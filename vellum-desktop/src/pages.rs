//! Page sources the desktop viewer can open.
//!
//! Each image file is one page, one page unit per image pixel.  Without
//! images the viewer shows blank letter-sized pages with a ruled grid so
//! scrolling and zooming have something to look at.

use std::path::{Path, PathBuf};

use image::imageops::{self, FilterType};
use image::RgbaImage;
use log::{debug, info};
use thiserror::Error;
use vellum_core::{PixelBuffer, RasterError, RasterSource, Rect, Size};

#[derive(Error, Debug)]
pub enum PagesError {
    #[error("Failed to open {path}: {source}")]
    Open {
        path: PathBuf,
        #[source]
        source: image::ImageError,
    },
    #[error("No pages to show")]
    Empty,
}

/// Letter size in points.
pub const LETTER: Size = Size {
    width: 612.0,
    height: 792.0,
};

const GRID_STEP: f32 = 36.0;
const PAPER: [u8; 4] = [255, 255, 255, 255];
const RULE: [u8; 4] = [214, 224, 240, 255];

fn check_page(page: usize, count: usize) -> Result<(), RasterError> {
    if page >= count {
        return Err(RasterError::PageOutOfRange { page, count });
    }
    Ok(())
}

fn check_request(region: &Rect, pixel_width: u32, pixel_height: u32) -> Result<(), RasterError> {
    if region.is_empty() || pixel_width == 0 || pixel_height == 0 {
        return Err(RasterError::EmptyRegion(*region));
    }
    Ok(())
}

// ───────────────────────────────────────────────────────────────────
// Image pages
// ───────────────────────────────────────────────────────────────────

pub struct ImagePages {
    pages: Vec<RgbaImage>,
}

impl ImagePages {
    pub fn open<P: AsRef<Path>>(paths: &[P]) -> Result<Self, PagesError> {
        if paths.is_empty() {
            return Err(PagesError::Empty);
        }
        let mut pages = Vec::with_capacity(paths.len());
        for path in paths {
            let path = path.as_ref();
            let page = image::open(path)
                .map_err(|source| PagesError::Open {
                    path: path.to_path_buf(),
                    source,
                })?
                .to_rgba8();
            info!("loaded {} ({}x{})", path.display(), page.width(), page.height());
            pages.push(page);
        }
        Ok(Self { pages })
    }
}

impl RasterSource for ImagePages {
    fn page_count(&self) -> usize {
        self.pages.len()
    }

    fn page_size(&self, page: usize) -> Size {
        self.pages
            .get(page)
            .map(|img| Size::new(img.width() as f32, img.height() as f32))
            .unwrap_or(Size::ZERO)
    }

    fn render(
        &mut self,
        page: usize,
        region: &Rect,
        pixel_width: u32,
        pixel_height: u32,
    ) -> Result<PixelBuffer, RasterError> {
        check_page(page, self.pages.len())?;
        check_request(region, pixel_width, pixel_height)?;
        let img = &self.pages[page];

        // Whole source pixels covering the region.
        let x0 = region.origin.x.floor().clamp(0.0, img.width() as f32) as u32;
        let y0 = region.origin.y.floor().clamp(0.0, img.height() as f32) as u32;
        let x1 = region.right().ceil().clamp(0.0, img.width() as f32) as u32;
        let y1 = region.bottom().ceil().clamp(0.0, img.height() as f32) as u32;
        if x1 <= x0 || y1 <= y0 {
            return Err(RasterError::EmptyRegion(*region));
        }

        let cropped = imageops::crop_imm(img, x0, y0, x1 - x0, y1 - y0).to_image();
        let scaled = if cropped.dimensions() == (pixel_width, pixel_height) {
            cropped
        } else {
            imageops::resize(&cropped, pixel_width, pixel_height, FilterType::Triangle)
        };
        debug!("page {page}: {region} -> {pixel_width}x{pixel_height}");
        PixelBuffer::new(pixel_width, pixel_height, scaled.into_raw())
    }
}

// ───────────────────────────────────────────────────────────────────
// Blank pages
// ───────────────────────────────────────────────────────────────────

pub struct BlankPages {
    count: usize,
    size: Size,
}

impl BlankPages {
    pub fn new(count: usize, size: Size) -> Self {
        Self { count, size }
    }
}

impl RasterSource for BlankPages {
    fn page_count(&self) -> usize {
        self.count
    }

    fn page_size(&self, page: usize) -> Size {
        if page < self.count {
            self.size
        } else {
            Size::ZERO
        }
    }

    fn render(
        &mut self,
        page: usize,
        region: &Rect,
        pixel_width: u32,
        pixel_height: u32,
    ) -> Result<PixelBuffer, RasterError> {
        check_page(page, self.count)?;
        check_request(region, pixel_width, pixel_height)?;

        let sx = region.size.width / pixel_width as f32;
        let sy = region.size.height / pixel_height as f32;
        let mut data = Vec::with_capacity(pixel_width as usize * pixel_height as usize * 4);
        for py in 0..pixel_height {
            let y0 = region.origin.y + py as f32 * sy;
            let row_ruled = crosses_rule(y0, sy);
            for px in 0..pixel_width {
                let x0 = region.origin.x + px as f32 * sx;
                let ruled = row_ruled || crosses_rule(x0, sx);
                data.extend_from_slice(if ruled { &RULE } else { &PAPER });
            }
        }
        PixelBuffer::new(pixel_width, pixel_height, data)
    }
}

/// Does the pixel spanning `[start, start + extent)` contain a grid line?
fn crosses_rule(start: f32, extent: f32) -> bool {
    let next = (start / GRID_STEP).ceil() * GRID_STEP;
    next > 0.0 && next < start + extent.max(1e-3)
}

// ───────────────────────────────────────────────────────────────────
// Either
// ───────────────────────────────────────────────────────────────────

pub enum PageSource {
    Images(ImagePages),
    Blank(BlankPages),
}

impl PageSource {
    /// Images when any were given, otherwise `blank_pages` letter pages.
    pub fn from_args(images: &[PathBuf], blank_pages: usize) -> Result<Self, PagesError> {
        if !images.is_empty() {
            return Ok(Self::Images(ImagePages::open(images)?));
        }
        if blank_pages == 0 {
            return Err(PagesError::Empty);
        }
        Ok(Self::Blank(BlankPages::new(blank_pages, LETTER)))
    }
}

impl RasterSource for PageSource {
    fn page_count(&self) -> usize {
        match self {
            Self::Images(p) => p.page_count(),
            Self::Blank(p) => p.page_count(),
        }
    }

    fn page_size(&self, page: usize) -> Size {
        match self {
            Self::Images(p) => p.page_size(page),
            Self::Blank(p) => p.page_size(page),
        }
    }

    fn render(
        &mut self,
        page: usize,
        region: &Rect,
        pixel_width: u32,
        pixel_height: u32,
    ) -> Result<PixelBuffer, RasterError> {
        match self {
            Self::Images(p) => p.render(page, region, pixel_width, pixel_height),
            Self::Blank(p) => p.render(page, region, pixel_width, pixel_height),
        }
    }
}

// ===================================================================
// Tests
// ===================================================================

#[cfg(test)]
mod tests {
    use super::*;
    use image::Rgba;

    fn checker(w: u32, h: u32) -> RgbaImage {
        RgbaImage::from_fn(w, h, |x, y| {
            if (x + y) % 2 == 0 {
                Rgba([255, 0, 0, 255])
            } else {
                Rgba([0, 0, 255, 255])
            }
        })
    }

    #[test]
    fn test_image_page_sizes() {
        let pages = ImagePages {
            pages: vec![checker(40, 30), checker(10, 20)],
        };
        assert_eq!(pages.page_count(), 2);
        assert_eq!(pages.page_size(0), Size::new(40.0, 30.0));
        assert_eq!(pages.page_size(1), Size::new(10.0, 20.0));
        assert_eq!(pages.page_size(2), Size::ZERO);
    }

    #[test]
    fn test_image_region_at_native_scale() {
        let mut pages = ImagePages {
            pages: vec![checker(8, 8)],
        };
        let buf = pages.render(0, &Rect::new(1.0, 0.0, 2.0, 2.0), 2, 2).unwrap();
        assert_eq!(buf.width(), 2);
        // (1,0) is blue, (2,0) is red.
        assert_eq!(&buf.data()[0..4], &[0, 0, 255, 255]);
        assert_eq!(&buf.data()[4..8], &[255, 0, 0, 255]);
    }

    #[test]
    fn test_image_region_scaled() {
        let mut pages = ImagePages {
            pages: vec![checker(16, 16)],
        };
        let buf = pages.render(0, &Rect::new(0.0, 0.0, 8.0, 8.0), 32, 32).unwrap();
        assert_eq!(buf.data().len(), 32 * 32 * 4);
    }

    #[test]
    fn test_image_region_outside_page() {
        let mut pages = ImagePages {
            pages: vec![checker(8, 8)],
        };
        let err = pages.render(0, &Rect::new(20.0, 20.0, 4.0, 4.0), 4, 4);
        assert!(matches!(err, Err(RasterError::EmptyRegion(_))));
        let err = pages.render(3, &Rect::new(0.0, 0.0, 4.0, 4.0), 4, 4);
        assert_eq!(err, Err(RasterError::PageOutOfRange { page: 3, count: 1 }));
    }

    #[test]
    fn test_open_from_disk() {
        let dir = tempfile::tempdir().unwrap();
        let path = dir.path().join("page.png");
        checker(12, 9).save(&path).unwrap();
        let pages = ImagePages::open(&[&path]).unwrap();
        assert_eq!(pages.page_size(0), Size::new(12.0, 9.0));

        let missing = dir.path().join("missing.png");
        assert!(matches!(ImagePages::open(&[missing]), Err(PagesError::Open { .. })));
    }

    #[test]
    fn test_blank_pages_rule_grid() {
        let mut pages = BlankPages::new(2, LETTER);
        assert_eq!(pages.page_size(1), LETTER);
        let buf = pages.render(1, &Rect::new(30.0, 30.0, 10.0, 10.0), 10, 10).unwrap();
        let px = |x: usize, y: usize| {
            let i = (y * 10 + x) * 4;
            [buf.data()[i], buf.data()[i + 1], buf.data()[i + 2], buf.data()[i + 3]]
        };
        // Grid line at 36 is pixel 6.
        assert_eq!(px(6, 0), RULE);
        assert_eq!(px(0, 6), RULE);
        assert_eq!(px(0, 0), PAPER);
    }

    #[test]
    fn test_source_from_args() {
        assert!(matches!(PageSource::from_args(&[], 0), Err(PagesError::Empty)));
        let source = PageSource::from_args(&[], 3).unwrap();
        assert_eq!(source.page_count(), 3);
        assert_eq!(source.page_size(0), LETTER);
    }
}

☆ ☆ ☆ ☆

§ **REQUIREMENT**
Everything from the first line of the listing above through the line holding "pages.push(page);" must be retyped exactly; nothing else belongs in the reply.

§ **TASK ANSWER**
filename vellum-desktop/src/pages.rs
//! Page sources the desktop viewer can open.
//!
//! Each image file is one page, one page unit per image pixel.  Without
//! images the viewer shows blank letter-sized pages with a ruled grid so
//! scrolling and zooming have something to look at.

use std::path::{Path, PathBuf};

use image::imageops::{self, FilterType};
use image::RgbaImage;
use log::{debug, info};
use thiserror::Error;
use vellum_core::{PixelBuffer, RasterError, RasterSource, Rect, Size};

#[derive(Error, Debug)]
pub enum PagesError {
    #[error("Failed to open {path}: {source}")]
    Open {
        path: PathBuf,
        #[source]
        source: image::ImageError,
    },
    #[error("No pages to show")]
    Empty,
}

/// Letter size in points.
pub const LETTER: Size = Size {
    width: 612.0,
    height: 792.0,
};

const GRID_STEP: f32 = 36.0;
const PAPER: [u8; 4] = [255, 255, 255, 255];
const RULE: [u8; 4] = [214, 224, 240, 255];

fn check_page(page: usize, count: usize) -> Result<(), RasterError> {
    if page >= count {
        return Err(RasterError::PageOutOfRange { page, count });
    }
    Ok(())
}

fn check_request(region: &Rect, pixel_width: u32, pixel_height: u32) -> Result<(), RasterError> {
    if region.is_empty() || pixel_width == 0 || pixel_height == 0 {
        return Err(RasterError::EmptyRegion(*region));
    }
    Ok(())
}

// ───────────────────────────────────────────────────────────────────
// Image pages
// ───────────────────────────────────────────────────────────────────

pub struct ImagePages {
    pages: Vec<RgbaImage>,
}

impl ImagePages {
    pub fn open<P: AsRef<Path>>(paths: &[P]) -> Result<Self, PagesError> {
        if paths.is_empty() {
            return Err(PagesError::Empty);
        }
        let mut pages = Vec::with_capacity(paths.len());
        for path in paths {
            let path = path.as_ref();
            let page = image::open(path)
                .map_err(|source| PagesError::Open {
                    path: path.to_path_buf(),
                    source,
                })?
                .to_rgba8();
            info!("loaded {} ({}x{})", path.display(), page.width(), page.height());
            pages.push(page);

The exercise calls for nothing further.